Esse é, sem tirar nem por, o enredo da produção de ovos em Bastos, que começou a ser desenhada há 70 anos e cujo sucesso se irradiou para outras regiões do país. Hoje é possível deparar-se com granjas enormes e milhares de aves em basicamente todo o território nacional como resultado direto da expansão da avicultura, já que, inevitavelmente, uma coisa puxa a outra. E o Brasil, do nada, ascendeu aos primeiros lugares no ranking mundial do setor. Para se ter uma ideia da nacionalização da oferta basta citar os resultados da estatística do IBGE sobre o desempenho desse ramo empresarial no segundo semestre deste ano em relação a igual período de 2013. O aumento da produção de ovos deu-se, principalmente, na região sudeste, com destaque para o Espírito Santo e São Paulo. Mas o nordeste também avançou, graças à boa performance dos produtores de Pernambuco, Piauí e Rio Grande do Norte. As outras regiões amargaram queda na oferta do produto, casos do centro-oeste, sobretudo Goiás, e do sul, notadamente Santa Catarina.

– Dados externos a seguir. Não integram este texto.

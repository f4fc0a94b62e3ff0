//! Great-circle distances and the fixed metropolitan reference points.

use serde::{Deserialize, Serialize};

const EARTH_RADIUS_KM: f64 = 6_371.0;

const LON_BOUNDS: (f64, f64) = (124.0, 132.0);
const LAT_BOUNDS: (f64, f64) = (33.0, 39.0);

#[derive(Debug, Clone, Copy, PartialEq, Serialize, Deserialize)]
pub struct GeoPoint {
    pub lon: f64,
    pub lat: f64,
}

impl GeoPoint {
    pub const fn new(lon: f64, lat: f64) -> Self {
        Self { lon, lat }
    }

    /// Accepts only coordinates strictly inside the service-area bounding box.
    pub fn within_service_area(lon: f64, lat: f64) -> Option<Self> {
        let lon_ok = lon > LON_BOUNDS.0 && lon < LON_BOUNDS.1;
        let lat_ok = lat > LAT_BOUNDS.0 && lat < LAT_BOUNDS.1;
        (lon_ok && lat_ok).then_some(Self { lon, lat })
    }
}

#[derive(Debug, Clone, Copy, PartialEq, Eq, Hash)]
pub enum ReferencePoint {
    Gangnam,
    CityHall,
    Yeouido,
}

impl ReferencePoint {
    pub const ALL: [ReferencePoint; 3] = [Self::Gangnam, Self::CityHall, Self::Yeouido];

    pub fn location(self) -> GeoPoint {
        match self {
            Self::Gangnam => GeoPoint::new(127.0276, 37.4979),
            Self::CityHall => GeoPoint::new(126.9784, 37.5665),
            Self::Yeouido => GeoPoint::new(126.9246, 37.5219),
        }
    }

    pub fn as_str(self) -> &'static str {
        match self {
            Self::Gangnam => "gangnam",
            Self::CityHall => "cityhall",
            Self::Yeouido => "yeouido",
        }
    }
}

/// Haversine distance in kilometres.
pub fn haversine_km(a: GeoPoint, b: GeoPoint) -> f64 {
    let phi1 = a.lat.to_radians();
    let phi2 = b.lat.to_radians();
    let d_phi = (b.lat - a.lat).to_radians();
    let d_lambda = (b.lon - a.lon).to_radians();

    let h = (d_phi / 2.0).sin().powi(2) + phi1.cos() * phi2.cos() * (d_lambda / 2.0).sin().powi(2);
    EARTH_RADIUS_KM * 2.0 * h.sqrt().atan2((1.0 - h).sqrt())
}

#[cfg(test)]
mod tests {
    use super::*;

    #[test]
    fn distance_to_self_is_zero() {
        for reference in ReferencePoint::ALL {
            let p = reference.location();
            assert!(haversine_km(p, p).abs() < 1e-9);
        }
    }

    #[test]
    fn distance_is_symmetric() {
        let a = ReferencePoint::Gangnam.location();
        let b = ReferencePoint::Yeouido.location();
        assert!((haversine_km(a, b) - haversine_km(b, a)).abs() < 1e-12);
    }

    #[test]
    fn known_distance_between_city_hall_and_gangnam() {
        let d = haversine_km(
            ReferencePoint::CityHall.location(),
            ReferencePoint::Gangnam.location(),
        );
        assert!((d - 8.77).abs() < 0.1, "unexpected distance {d}");
    }

    #[test]
    fn one_degree_of_latitude_is_about_111_km() {
        let d = haversine_km(GeoPoint::new(127.0, 37.0), GeoPoint::new(127.0, 38.0));
        assert!((d - 111.19).abs() < 0.01, "unexpected distance {d}");
    }

    #[test]
    fn bounding_box_is_exclusive() {
        assert!(GeoPoint::within_service_area(127.0, 37.5).is_some());
        assert!(GeoPoint::within_service_area(124.0, 37.5).is_none());
        assert!(GeoPoint::within_service_area(127.0, 39.0).is_none());
        assert!(GeoPoint::within_service_area(0.0, 0.0).is_none());
        assert!(GeoPoint::within_service_area(200_000.0, 450_000.0).is_none());
    }
}
/// Runs the buffered priced records as one parallel batch and merges the
/// result. Every earlier priced record is already merged, so the batch
/// continues the pipeline's ordinal sequence.
fn flush_partitioned(pipeline: &mut SummaryPipeline, batch: &mut Vec<Record>) {
    if batch.is_empty() {
        return;
    }
    let first_ordinal = pipeline.valid_rows + 1;
    let partial = summarize_partitioned(batch.as_slice(), first_ordinal, &pipeline.config);
    pipeline.merge(partial);
    batch.clear();
}

/// Runs priced records through `config.partitions` independent pipelines.
/// Ordinals are fixed from stream position before the split, so sampling
/// matches a sequential pass exactly.
fn summarize_partitioned(
    priced: &[Record],
    first_ordinal: u64,
    config: &PipelineConfig,
) -> SummaryPipeline {
    let chunk_size = priced.len().div_ceil(config.partitions).max(1);

    let partials: Vec<SummaryPipeline> = priced
        .par_chunks(chunk_size)
        .enumerate()
        .map(|(chunk_idx, chunk)| {
            let first_ordinal = first_ordinal + (chunk_idx * chunk_size) as u64;
            let mut partial = SummaryPipeline::with_valid_config(config.clone());
            for (offset, record) in chunk.iter().enumerate() {
                partial.observe_at(first_ordinal + offset as u64, record);
            }
            partial
        })
        .collect();

    debug!(
        component = "pipeline",
        event = "summary.partitions.merge",
        partitions = partials.len(),
        records = priced.len()
    );

    let mut merged = SummaryPipeline::with_valid_config(config.clone());
    for partial in partials {
        merged.merge(partial);
    }
    merged
}

/// Writes the document as compact JSON through a temp file and rename.
pub fn write_summary(path: &Path, summary: &SummaryDocument) -> Result<WrittenSummary, PipelineError> {
    let payload = serde_json::to_vec(summary)?;

    if let Some(parent) = path.parent().filter(|p| !p.as_os_str().is_empty()) {
        fs::create_dir_all(parent)?;
    }
    write_atomic(path, &payload)?;

    Ok(WrittenSummary {
        path: path.to_path_buf(),
        bytes: payload.len() as u64,
        sha256: payload_sha256_hex(&payload),
    })
}

pub fn payload_sha256_hex(payload: &[u8]) -> String {
    let mut hasher = Sha256::new();
    hasher.update(payload);
    hex::encode(hasher.finalize())
}

fn write_atomic(path: &Path, bytes: &[u8]) -> Result<(), PipelineError> {
    let file_name = path
        .file_name()
        .map(|name| name.to_string_lossy().to_string())
        .ok_or_else(|| {
            PipelineError::Io(std::io::Error::new(
                std::io::ErrorKind::InvalidInput,
                format!("invalid output path: {}", path.display()),
            ))
        })?;
    let tmp_path = path.with_file_name(format!("{file_name}.tmp"));

    {
        let mut file = fs::File::create(&tmp_path)?;
        file.write_all(bytes)?;
        file.sync_all()?;
    }

    fs::rename(tmp_path, path)?;
    Ok(())
}

fn log_run_start(config: &PipelineConfig, path: Option<&Path>) {
    match path {
        Some(path) => info!(
            component = "pipeline",
            event = "summary.run.start",
            input = %path.display(),
            sample_stride = config.sample_stride,
            max_points = config.max_points,
            partitions = config.partitions
        ),
        None => info!(
            component = "pipeline",
            event = "summary.run.start",
            sample_stride = config.sample_stride,
            max_points = config.max_points,
            partitions = config.partitions
        ),
    }
}

#[cfg(test)]
mod tests {
    use super::*;
    use crate::record::ContractPeriod;

    fn priced(district: &str, price: Option<f64>) -> Record {
        Record {
            contract: ContractPeriod::parse("202107"),
            district: district.to_string(),
            floor: Some(5),
            price,
            ..Record::default()
        }
    }

    #[test]
    fn unpriced_records_count_as_read_only() {
        let mut pipeline = SummaryPipeline::new(PipelineConfig::default()).expect("valid config");
        pipeline.observe(&priced("강남구", Some(10_000.0)));
        pipeline.observe(&priced("강남구", None));
        pipeline.record_malformed();

        let run = pipeline.finish();
        assert_eq!(run.report.rows_read, 3);
        assert_eq!(run.report.valid_rows, 1);
        assert_eq!(run.report.skipped_rows, 1);
        assert_eq!(run.report.malformed_rows, 1);
        assert_eq!(run.summary.total_rows, 3);
        assert_eq!(run.summary.valid_rows, 1);
    }

    #[test]
    fn ordinal_advances_only_on_priced_records() {
        let config = PipelineConfig {
            sample_stride: 2,
            ..PipelineConfig::default()
        };
        let mut pipeline = SummaryPipeline::new(config).expect("valid config");
        pipeline.observe(&priced("강남구", Some(10_000.0)));
        pipeline.observe(&priced("강남구", None));
        pipeline.observe(&priced("강남구", Some(20_000.0)));

        let run = pipeline.finish();
        assert_eq!(run.report.sampled_rows, 1);
        assert_eq!(run.summary.floor_vs_price.len(), 1);
        assert_eq!(run.summary.floor_vs_price[0].price, 2.0);
    }

    #[test]
    fn invalid_config_is_rejected() {
        let config = PipelineConfig {
            partitions: 0,
            ..PipelineConfig::default()
        };
        let err = SummaryPipeline::new(config).expect_err("zero partitions is invalid");
        assert!(matches!(err, PipelineError::InvalidConfig(_)));
    }

    #[test]
    fn partitioned_run_matches_sequential_run() {
        let records: Vec<Record> = (0..97)
            .map(|i| {
                let price = if i % 11 == 0 {
                    None
                } else {
                    Some(10_000.0 + (i * 731 % 50) as f64 * 1_000.0)
                };
                let district = ["강남구", "노원구", "마포구"][i % 3];
                priced(district, price)
            })
            .collect();

        let sequential_cfg = PipelineConfig {
            sample_stride: 3,
            ..PipelineConfig::default()
        };
        let partitioned_cfg = PipelineConfig {
            partitions: 4,
            ..sequential_cfg.clone()
        };

        let sequential =
            summarize_records(records.clone(), &sequential_cfg).expect("sequential run");
        let partitioned = summarize_records(records, &partitioned_cfg).expect("partitioned run");

        assert_eq!(sequential.report, partitioned.report);
        assert_eq!(sequential.summary, partitioned.summary);
    }

    #[test]
    fn negative_prices_are_skipped_like_missing_ones() {
        let mut pipeline = SummaryPipeline::new(PipelineConfig::default()).expect("valid config");
        pipeline.observe(&priced("강남구", Some(-5.0)));
        pipeline.observe(&priced("강남구", Some(-1.0)));
        pipeline.observe(&priced("강남구", Some(70_000.0)));
        pipeline.observe(&priced("강남구", Some(90_000.0)));

        let run = pipeline.finish();
        assert_eq!(run.report.valid_rows, 2);
        assert_eq!(run.report.skipped_rows, 2);
        let dist = &run.summary.price_dist;
        assert_eq!(dist.log.iter().map(|b| b.count).sum::<u64>(), 2);
        assert!(dist.log.iter().all(|b| !b.bin.contains("NaN")));
        assert!(dist.log_skew.is_finite());
        assert!(dist.raw_skew.is_finite());
    }

    #[test]
    fn small_partition_batches_match_sequential_run() {
        let records: Vec<Record> = (0..53)
            .map(|i| {
                let price = if i % 7 == 0 {
                    Some(-1.0)
                } else {
                    Some(20_000.0 + (i * 37 % 40) as f64 * 1_000.0)
                };
                priced(["강남구", "마포구"][i % 2], price)
            })
            .collect();

        let sequential_cfg = PipelineConfig {
            sample_stride: 4,
            ..PipelineConfig::default()
        };
        let batched_cfg = PipelineConfig {
            partitions: 3,
            partition_batch_rows: 2,
            ..sequential_cfg.clone()
        };

        let sequential =
            summarize_records(records.clone(), &sequential_cfg).expect("sequential run");
        let batched = summarize_records(records, &batched_cfg).expect("batched run");

        assert_eq!(sequential.report, batched.report);
        assert_eq!(sequential.summary, batched.summary);
    }

    #[test]
    fn fingerprint_is_hex_sha256() {
        let digest = payload_sha256_hex(b"{}");
        assert_eq!(digest.len(), 64);
        assert_eq!(
            digest,
            "44136fa355b3678a1146ad16f7e8649e94fb4fc21fe77e8310c060f61caaff8a"
        );
    }
}
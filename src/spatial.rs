//! Per-district coordinate accumulation and centroids.

use std::collections::BTreeMap;

use serde::{Deserialize, Serialize};

use crate::accumulate::DISPLAY_PRICE_UNIT;
use crate::coerce::round_to;
use crate::geo::GeoPoint;

#[derive(Debug, Clone, Default, PartialEq)]
struct CoordinateSeries {
    lons: Vec<f64>,
    lats: Vec<f64>,
    prices: Vec<f64>,
}

#[derive(Debug, Clone, PartialEq, Serialize, Deserialize)]
#[serde(rename_all = "camelCase")]
pub struct DistrictCentroid {
    pub gu: String,
    pub lon: f64,
    pub lat: f64,
    pub avg_price: f64,
    pub count: u64,
}

#[derive(Debug, Clone, Default, PartialEq)]
pub struct SpatialAggregator {
    districts: BTreeMap<String, CoordinateSeries>,
}

impl SpatialAggregator {
    pub fn new() -> Self {
        Self::default()
    }

    /// Only coordinates already validated against the service area reach here.
    pub fn observe(&mut self, district: &str, location: GeoPoint, price: f64) {
        let series = self.districts.entry(district.to_string()).or_default();
        series.lons.push(location.lon);
        series.lats.push(location.lat);
        series.prices.push(price);
    }

    pub fn merge(&mut self, other: &SpatialAggregator) {
        for (district, series) in &other.districts {
            let target = self.districts.entry(district.clone()).or_default();
            target.lons.extend_from_slice(&series.lons);
            target.lats.extend_from_slice(&series.lats);
            target.prices.extend_from_slice(&series.prices);
        }
    }

    pub fn district_count(&self) -> usize {
        self.districts.len()
    }

    /// Centroids ordered by district name. Districts without any located
    /// record never appear.
    pub fn centroids(&self) -> Vec<DistrictCentroid> {
        self.districts
            .iter()
            .filter(|(_, series)| !series.lons.is_empty())
            .map(|(district, series)| {
                let n = series.lons.len() as f64;
                DistrictCentroid {
                    gu: district.clone(),
                    lon: round_to(series.lons.iter().sum::<f64>() / n, 5),
                    lat: round_to(series.lats.iter().sum::<f64>() / n, 5),
                    avg_price: round_to(
                        series.prices.iter().sum::<f64>() / n / DISPLAY_PRICE_UNIT,
                        2,
                    ),
                    count: series.prices.len() as u64,
                }
            })
            .collect()
    }
}

#[cfg(test)]
mod tests {
    use super::*;

    #[test]
    fn centroid_is_arithmetic_mean() {
        let mut spatial = SpatialAggregator::new();
        spatial.observe("강남구", GeoPoint::new(127.0, 37.4), 100_000.0);
        spatial.observe("강남구", GeoPoint::new(127.1, 37.6), 200_000.0);
        spatial.observe("노원구", GeoPoint::new(127.06, 37.65), 50_000.0);

        let centroids = spatial.centroids();
        assert_eq!(centroids.len(), 2);
        assert_eq!(centroids[0].gu, "강남구");
        assert_eq!(centroids[0].lon, 127.05);
        assert_eq!(centroids[0].lat, 37.5);
        assert_eq!(centroids[0].avg_price, 15.0);
        assert_eq!(centroids[0].count, 2);
        assert_eq!(centroids[1].gu, "노원구");
        assert_eq!(centroids[1].avg_price, 5.0);
    }

    #[test]
    fn empty_aggregator_has_no_centroids() {
        assert!(SpatialAggregator::new().centroids().is_empty());
    }

    #[test]
    fn merge_concatenates_series() {
        let mut left = SpatialAggregator::new();
        left.observe("마포구", GeoPoint::new(126.9, 37.55), 80_000.0);
        let mut right = SpatialAggregator::new();
        right.observe("마포구", GeoPoint::new(126.95, 37.56), 120_000.0);
        right.observe("서초구", GeoPoint::new(127.03, 37.48), 300_000.0);

        left.merge(&right);
        assert_eq!(left.district_count(), 2);
        let centroids = left.centroids();
        assert_eq!(centroids[0].count, 2);
        assert_eq!(centroids[0].avg_price, 10.0);
    }
}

Em todas elas os problemas amargados pelos granjeiros são praticamente os mesmos. “Obviamente, sofremos com questões que são comuns a todos os setores do agronegócio, como a infraestrutura defasada do país, que afeta a logística e, por consequência, os custos, a agilidade e a competitividade”, diz Francisco Turra, presidente da ABPA. Não é demais salientar que, segundo a Fundação Dom Cabral, as empresas brasileiras veem escorrer para o ralo, anualmente, R$ 80 bilhões devido à falta de investimentos públicos em aeroportos, ferrovias, portos e rodovias. Turra relata que os empresários do ramo estão buscando formas de diminuir os custos gerais da produção focando o aperfeiçoamento das embalagens e os investimentos. “Miramos, também, a desburocratização dos procedimentos que emperram o comércio internacional do setor, da mesma maneira como trabalhamos para expandir a oferta das linhas de crédito já existentes para o produtor avícola”. Ele adianta, ainda, que um dos objetivos prementes da entidade que preside contempla a modernização das instalações de antigas granjas que ainda fornecem para as integradoras, especialmente nos estados do sul.

 


 

Um “senhor” alimento

De repente, graças a estudos recentemente revelados, o ovo se transformou num alimento saudável e completo. E o mundo, que tinha por ele uma relação de amor e ódio, passou a saudá-lo como mais uma boa alternativa na mesa. O vilão de ontem virou o mocinho de hoje, e sua aceitação como uma excelente opção no café da manhã e nas refeições só aumenta na medida em que novas pesquisas feitas no exterior enalteceram suas qualidades. O ovo possui propriedades que o tornam recomendado para a saúde das pessoas. Senão, vejamos: a clara é rica em proteínas, e a gema, por sua vez, apesar da gordura e do colesterol, é excelente para a memória, pois tem colina, um aminoácido que também exerce papel de suma importância no funcionamento das células, do fígado e no transporte de nutrientes. Mais: o ovo faz bem para a visão e ajuda na recuperação muscular, além de contribuir para evitar o aparecimento de doenças degenerativas.

Cuidado! A recomendação é que, caso você escolha ficar com o ovo no almoço, por exemplo, recuse outras proteínas, como a carne, o frango ou o peixe. Consumidas isoladamente, não farão mal algum ao coração.